Straw bans stir new business as firms leap to PLA replacement
Posted on September 6th, 2018 by plasticycle
Taipei, Taiwan — The global movement to ban petroleum-based plastic straws has hit Taiwan’s plastics machinery sector.
For 33 years, Taichung-based Jumbo Steel Co. Ltd.’s bread and butter has been machines that make polypropylene straws, cotton-bud sticks and lollipop sticks, making it particularly vulnerable to a downtown in demand for straws.

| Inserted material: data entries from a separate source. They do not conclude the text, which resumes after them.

#![forbid(unsafe_code)]

//! Collection-model contract and reference containers.
//!
//! Any container exposing a [`Listener`] plus freeze/thaw can be registered
//! with an [`Owner`](crate::Owner). The owner only needs [`Model`]; view
//! layers materializing per-item fragments use [`ListenableModel::listener`].
//!
//! Three containers ship with the core:
//!
//! | Model | Key | Emits |
//! |---|---|---|
//! | [`ListModel<T>`] | [`ItemId`] | add on insert, remove on remove, remove (old id) then add (fresh id) on set |
//! | [`MapModel<K, V>`] | `K` | removed (old) then added (new) on replace |
//! | [`SetModel<V>`] | the value itself | add on first insert, remove on delete |
//!
//! A freeze window keeps only the last event per key. An item both added
//! and removed inside one window therefore replays as a bare removal of a
//! key the view never saw; views skip removals of unknown keys.
//!
//! Containers mutate their storage first and emit afterwards, with no borrow
//! held, so handlers may read the container back.

use std::cell::{Cell, RefCell};
use std::collections::{BTreeMap, BTreeSet};
use std::fmt;

use crate::listener::Listener;

/// Freeze/thaw contract an owner cascades to registered collections.
pub trait Model {
    fn enable_reactivity(&self);
    fn disable_reactivity(&self);
}

/// A [`Model`] that publishes membership changes through a [`Listener`].
pub trait ListenableModel: Model {
    type Key;
    type Item;

    fn listener(&self) -> &Listener<Self::Key, Self::Item>;
}

// ─── ListModel ───────────────────────────────────────────────────────────────

/// Stable identity of one [`ListModel`] item.
///
/// Allocated when the item enters the list and never reused by that list,
/// so it survives the position shifts caused by inserts and removes.
#[derive(Debug, Clone, Copy, PartialEq, Eq, PartialOrd, Ord, Hash)]
pub struct ItemId(u64);

impl ItemId {
    #[must_use]
    pub const fn raw(self) -> u64 {
        self.0
    }
}

impl fmt::Display for ItemId {
    fn fmt(&self, f: &mut fmt::Formatter<'_>) -> fmt::Result {
        write!(f, "item{}", self.0)
    }
}

/// Ordered list whose events are keyed by [`ItemId`].
///
/// Positions shift on every insert and remove, so they cannot key a freeze
/// window: two inserts at position 0 would collapse into one. Each item
/// instead carries an id; [`index_of`](Self::index_of) maps it back to the
/// current position.
#[derive(Debug)]
pub struct ListModel<T> {
    items: RefCell<Vec<(ItemId, T)>>,
    next_id: Cell<u64>,
    listener: Listener<ItemId, T>,
}

impl<T: Clone + 'static> Default for ListModel<T> {
    fn default() -> Self {
        Self::new()
    }
}

impl<T: Clone + 'static> ListModel<T> {
    #[must_use]
    pub fn new() -> Self {
        Self::from_vec(Vec::new())
    }

    /// Wrap existing items. No events are emitted for them.
    #[must_use]
    pub fn from_vec(items: Vec<T>) -> Self {
        let len = items.len() as u64;
        Self {
            items: RefCell::new((0..len).map(ItemId).zip(items).collect()),
            next_id: Cell::new(len),
            listener: Listener::new(),
        }
    }

    fn allocate(&self) -> ItemId {
        let id = self.next_id.get();
        self.next_id.set(id + 1);
        ItemId(id)
    }

    #[must_use]
    pub fn len(&self) -> usize {
        self.items.borrow().len()
    }

    #[must_use]
    pub fn is_empty(&self) -> bool {
        self.items.borrow().is_empty()
    }

    #[must_use]
    pub fn get(&self, index: usize) -> Option<T> {
        self.items.borrow().get(index).map(|(_, v)| v.clone())
    }

    /// Id of the item currently at `index`.
    #[must_use]
    pub fn id_at(&self, index: usize) -> Option<ItemId> {
        self.items.borrow().get(index).map(|(id, _)| *id)
    }

    /// Current position of item `id`, if it is still in the list.
    #[must_use]
    pub fn index_of(&self, id: ItemId) -> Option<usize> {
        self.items.borrow().iter().position(|(i, _)| *i == id)
    }

    #[must_use]
    pub fn to_vec(&self) -> Vec<T> {
        self.items.borrow().iter().map(|(_, v)| v.clone()).collect()
    }

    /// Items with their ids, in list order.
    #[must_use]
    pub fn entries(&self) -> Vec<(ItemId, T)> {
        self.items.borrow().clone()
    }

    pub fn push(&self, value: T) -> ItemId {
        let id = self.allocate();
        self.items.borrow_mut().push((id, value.clone()));
        self.listener.emit_added(id, value);
        id
    }

    /// Insert at `index`, clamped to the list length.
    pub fn insert(&self, index: usize, value: T) -> ItemId {
        let id = self.allocate();
        {
            let mut items = self.items.borrow_mut();
            let index = index.min(items.len());
            items.insert(index, (id, value.clone()));
        }
        self.listener.emit_added(id, value);
        id
    }

    /// Remove the item at `index`. Out-of-range indices return `None`.
    pub fn remove(&self, index: usize) -> Option<T> {
        let (id, removed) = {
            let mut items = self.items.borrow_mut();
            if index >= items.len() {
                return None;
            }
            items.remove(index)
        };
        self.listener.emit_removed(id, removed.clone());
        Some(removed)
    }

    /// Replace the item at `index`, returning the previous one.
    ///
    /// The replacement is a new item: the old id is removed and a fresh id
    /// is added.
    pub fn set(&self, index: usize, value: T) -> Option<T> {
        let fresh = self.allocate();
        let (old_id, previous) = {
            let mut items = self.items.borrow_mut();
            let slot = items.get_mut(index)?;
            std::mem::replace(slot, (fresh, value.clone()))
        };
        self.listener.emit_removed(old_id, previous.clone());
        self.listener.emit_added(fresh, value);
        Some(previous)
    }
}

impl<T: Clone + 'static> Model for ListModel<T> {
    fn enable_reactivity(&self) {
        self.listener.enable_reactivity();
    }

    fn disable_reactivity(&self) {
        self.listener.disable_reactivity();
    }
}

impl<T: Clone + 'static> ListenableModel for ListModel<T> {
    type Key = ItemId;
    type Item = T;

    fn listener(&self) -> &Listener<ItemId, T> {
        &self.listener
    }
}

// ─── MapModel ────────────────────────────────────────────────────────────────

/// Key-ordered map.
#[derive(Debug)]
pub struct MapModel<K, V> {
    entries: RefCell<BTreeMap<K, V>>,
    listener: Listener<K, V>,
}

impl<K, V> Default for MapModel<K, V>
where
    K: Ord + Clone + 'static,
    V: Clone + 'static,
{
    fn default() -> Self {
        Self::new()
    }
}

impl<K, V> MapModel<K, V>
where
    K: Ord + Clone + 'static,
    V: Clone + 'static,
{
    #[must_use]
    pub fn new() -> Self {
        Self {
            entries: RefCell::new(BTreeMap::new()),
            listener: Listener::new(),
        }
    }

    #[must_use]
    pub fn len(&self) -> usize {
        self.entries.borrow().len()
    }

    #[must_use]
    pub fn is_empty(&self) -> bool {
        self.entries.borrow().is_empty()
    }

    #[must_use]
    pub fn get(&self, key: &K) -> Option<V> {
        self.entries.borrow().get(key).cloned()
    }

    #[must_use]
    pub fn keys(&self) -> Vec<K> {
        self.entries.borrow().keys().cloned().collect()
    }

    /// Insert or replace. A replaced value is reported as removed first.
    pub fn insert(&self, key: K, value: V) -> Option<V> {
        let previous = self
            .entries
            .borrow_mut()
            .insert(key.clone(), value.clone());
        if let Some(old) = &previous {
            self.listener.emit_removed(key.clone(), old.clone());
        }
        self.listener.emit_added(key, value);
        previous
    }

    pub fn remove(&self, key: &K) -> Option<V> {
        let removed = self.entries.borrow_mut().remove(key)?;
        self.listener.emit_removed(key.clone(), removed.clone());
        Some(removed)
    }
}

impl<K, V> Model for MapModel<K, V>
where
    K: Ord + Clone + 'static,
    V: Clone + 'static,
{
    fn enable_reactivity(&self) {
        self.listener.enable_reactivity();
    }

    fn disable_reactivity(&self) {
        self.listener.disable_reactivity();
    }
}

impl<K, V> ListenableModel for MapModel<K, V>
where
    K: Ord + Clone + 'static,
    V: Clone + 'static,
{
    type Key = K;
    type Item = V;

    fn listener(&self) -> &Listener<K, V> {
        &self.listener
    }
}

// ─── SetModel ────────────────────────────────────────────────────────────────

/// Ordered set; every member is its own key.
#[derive(Debug)]
pub struct SetModel<V> {
    members: RefCell<BTreeSet<V>>,
    listener: Listener<V, V>,
}

impl<V: Ord + Clone + 'static> Default for SetModel<V> {
    fn default() -> Self {
        Self::new()
    }
}

impl<V: Ord + Clone + 'static> SetModel<V> {
    #[must_use]
    pub fn new() -> Self {
        Self {
            members: RefCell::new(BTreeSet::new()),
            listener: Listener::new(),
        }
    }

    #[must_use]
    pub fn len(&self) -> usize {
        self.members.borrow().len()
    }

    #[must_use]
    pub fn is_empty(&self) -> bool {
        self.members.borrow().is_empty()
    }

    #[must_use]
    pub fn contains(&self, value: &V) -> bool {
        self.members.borrow().contains(value)
    }

    /// Returns `false` (and emits nothing) if already present.
    pub fn add(&self, value: V) -> bool {
        if !self.members.borrow_mut().insert(value.clone()) {
            return false;
        }
        self.listener.emit_added(value.clone(), value);
        true
    }

    /// Returns `false` (and emits nothing) if absent.
    pub fn delete(&self, value: &V) -> bool {
        if !self.members.borrow_mut().remove(value) {
            return false;
        }
        self.listener.emit_removed(value.clone(), value.clone());
        true
    }
}

impl<V: Ord + Clone + 'static> Model for SetModel<V> {
    fn enable_reactivity(&self) {
        self.listener.enable_reactivity();
    }

    fn disable_reactivity(&self) {
        self.listener.disable_reactivity();
    }
}

impl<V: Ord + Clone + 'static> ListenableModel for SetModel<V> {
    type Key = V;
    type Item = V;

    fn listener(&self) -> &Listener<V, V> {
        &self.listener
    }
}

But now, the company is finding straw makers retooling: Interest in its 2-year-old line of machines for making straws from bioplastic polylactic acid is running high, said Vice General Manager Sandy Kuo, in an interview at the Taipei Plas trade show, held Aug. 15-19 in Taipei.
“This year, it’s very hot,” she said.
Jumbo has an installed base of 100 machines in the United States, with many used to supply big U.S. customers like McDonald’s and Starbucks, which has announced plans to eliminate single-use traditional plastic straws by 2020.

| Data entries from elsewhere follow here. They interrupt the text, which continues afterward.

//! Bounded worker thread pool for job execution

use std::sync::mpsc;
use std::sync::{Arc, Mutex};
use std::thread::JoinHandle;

use tracing::trace;

pub(crate) type Task = Box<dyn FnOnce() + Send>;

/// Fixed-size pool of worker threads consuming tasks from a shared queue
///
/// Job callbacks run here so a slow callback delays at most one worker,
/// never the scheduler's timing loop.
pub(crate) struct WorkerPool {
    sender: Option<mpsc::Sender<Task>>,
    workers: Vec<JoinHandle<()>>,
}

impl WorkerPool {
    pub(crate) fn new(size: usize) -> Self {
        let (sender, receiver) = mpsc::channel::<Task>();
        let receiver = Arc::new(Mutex::new(receiver));

        let workers = (0..size)
            .map(|index| {
                let receiver = Arc::clone(&receiver);
                std::thread::Builder::new()
                    .name(format!("aria-worker-{index}"))
                    .spawn(move || loop {
                        let task = {
                            let guard = receiver.lock().unwrap_or_else(|e| e.into_inner());
                            guard.recv()
                        };
                        match task {
                            Ok(task) => {
                                trace!(worker = index, "Running scheduled task");
                                task();
                            }
                            // Channel closed: the pool is shutting down
                            Err(_) => break,
                        }
                    })
                    .expect("failed to spawn worker thread")
            })
            .collect();

        Self {
            sender: Some(sender),
            workers,
        }
    }

    pub(crate) fn sender(&self) -> mpsc::Sender<Task> {
        self.sender
            .as_ref()
            .expect("worker pool already shut down")
            .clone()
    }

    pub(crate) fn shutdown(&mut self) {
        // Dropping the sender closes the channel; workers drain and exit
        self.sender.take();
        for worker in self.workers.drain(..) {
            let _ = worker.join();
        }
    }
}

impl Drop for WorkerPool {
    fn drop(&mut self) {
        self.shutdown();
    }
}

Jumbo Steel is finding U.S. firms interested in retrofitting existing equipment.
“We have a customer from Seattle we met for dinner. We got an order to convert three of his PP machines into PLA machines,” Kuo said.
PLA straws, which can be made from renewable sources such as corn starch, cassava chips or sugar cane, are permitted under Seattle’s ban on petroleum-based plastic straws and utensils that went into effect in July.
Founded in 1985, Jumbo makes about 170 machines a year in its Taichung factory in central Taiwan. It has sold to its machines in 120 countries.
Jumbo also makes machines that make and package those seemingly omnipresent bendable Tetra Pak straws.
“We’ve had a couple of inquiries to change our Tetra Pak machines from PP to PLA,” Kuo said.
Even though they represent but a fraction of plastic waste, PP straws have rapidly become a potent symbol of ocean pollution.
The Taiwanese Environmental Protection Administration has been especially aggressive.
Starting next year, food and beverage stores will not be able to provide plastic straws for in-store use, and in 2020, they will be banned from providing free straws. By 2025, fines will be levied for carryout use, and by 2030, they will be completely banned.
Plastic bags, beverage cups and utensils will be subject to similar rollout bans, with full bans slated for 2030.
One drawback industry officials point out: PLA costs three times as much as PP.
And PLA won’t break down until it has been exposed to the air for six months.
“PLA isn’t as environmentally friendly as many people think,” said Zen-Wen Chiou, vice president of the Plastics Industry Development Center in Taichung, which runs Taiwan’s only ISO-certified lab for PLA testing — a 180-day process.
As well, there can be recycling challenges, he said.
While PP retains 80 percent of its original strength after being recycled 20 times, PLA quickly degrades after being recycled two or three times, Chiou told Plastics News at the center’s Taichung offices.
“PLA shouldn’t be reground, but should be composted,” Chiou said.
There are environmental costs to shipping PLA, too, he said, with Taiwan importing most of its PLA from the United States, Chiou said.
But at the show, Kuo was in a more buoyant mode, saying she was close to closing a deal on four PLA machines with Taiwanese buyers.
“The market is very good,” she said.
The mood was decidedly pragmatic at the small booth of the Taiwan Plastics Industry Association, the island’s trade organization for processors. They’ll adapt to the decline in single-use plastics items, officials predicted.
“The domestic market for [one-use plastic items] isn’t that big, so those manufacturers will export to other countries,” Deputy Secretary General Hsu Chen said.